▶ WORK TO BE COMPLETED
Please print exactly the lines running from the one that contains "housekeeping (status expiry)." to the end of the data, with both lines included.
(Beginning of MATERIAL SHOWN)
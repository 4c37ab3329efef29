//! Record catalog: the immutable dataset for a session.
//!
//! The store is the leaf of the application. It answers id lookups and exposes
//! the derived category groups the view engine and renderer iterate over.

mod record;
mod store;

pub use record::{CategoryGroup, Record, RecordId, UNCATEGORIZED};
pub use store::{CatalogError, RecordStore};
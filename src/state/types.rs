//! Core value types used by Casebook state.

use std::time::Duration;

use crate::catalog::RecordId;
use crate::panel::CloseReason;

/// Which pane currently receives keyboard input.
#[derive(Clone, Copy, Debug, Default, PartialEq, Eq)]
pub enum Focus {
    /// The search input; printable keys edit the search text.
    #[default]
    Search,
    /// The card list; arrows move the card selection.
    Cards,
    /// The detail panel; arrows move through related links.
    Panel,
}

/// Closed set of state transitions the engine accepts.
///
/// Every input event maps to at most one command; each command is handled to
/// completion before the next one is looked at.
#[derive(Clone, Debug, PartialEq, Eq)]
pub enum Command {
    /// Replace the search text.
    Search(String),
    /// Flip the favorites-only filter.
    ToggleFavoritesView,
    /// Open a record in the detail panel (card or related link).
    Activate(RecordId),
    /// Close the detail panel.
    Close(CloseReason),
    /// Flip favorite status of the open record.
    ToggleFavorite,
    /// Deferred end of the panel's open transition for a given generation.
    SettleTransition(u64),
    /// Periodic housekeeping (status expiry).
    Tick,
}

/// Follow-up work requested by a processed command.
#[derive(Clone, Debug, Default, PartialEq, Eq)]
pub struct Effects {
    /// Schedule `Command::SettleTransition(generation)` after the delay.
    pub settle_after: Option<(u64, Duration)>,
    /// The view model was recomputed.
    pub view_changed: bool,
}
(End of MATERIAL SHOWN)
▶ TASK RESPONSE
    /// Periodic housekeeping (status expiry).
    Tick,
}

/// Follow-up work requested by a processed command.
#[derive(Clone, Debug, Default, PartialEq, Eq)]
pub struct Effects {
    /// Schedule `Command::SettleTransition(generation)` after the delay.
    pub settle_after: Option<(u64, Duration)>,
    /// The view model was recomputed.
    pub view_changed: bool,
}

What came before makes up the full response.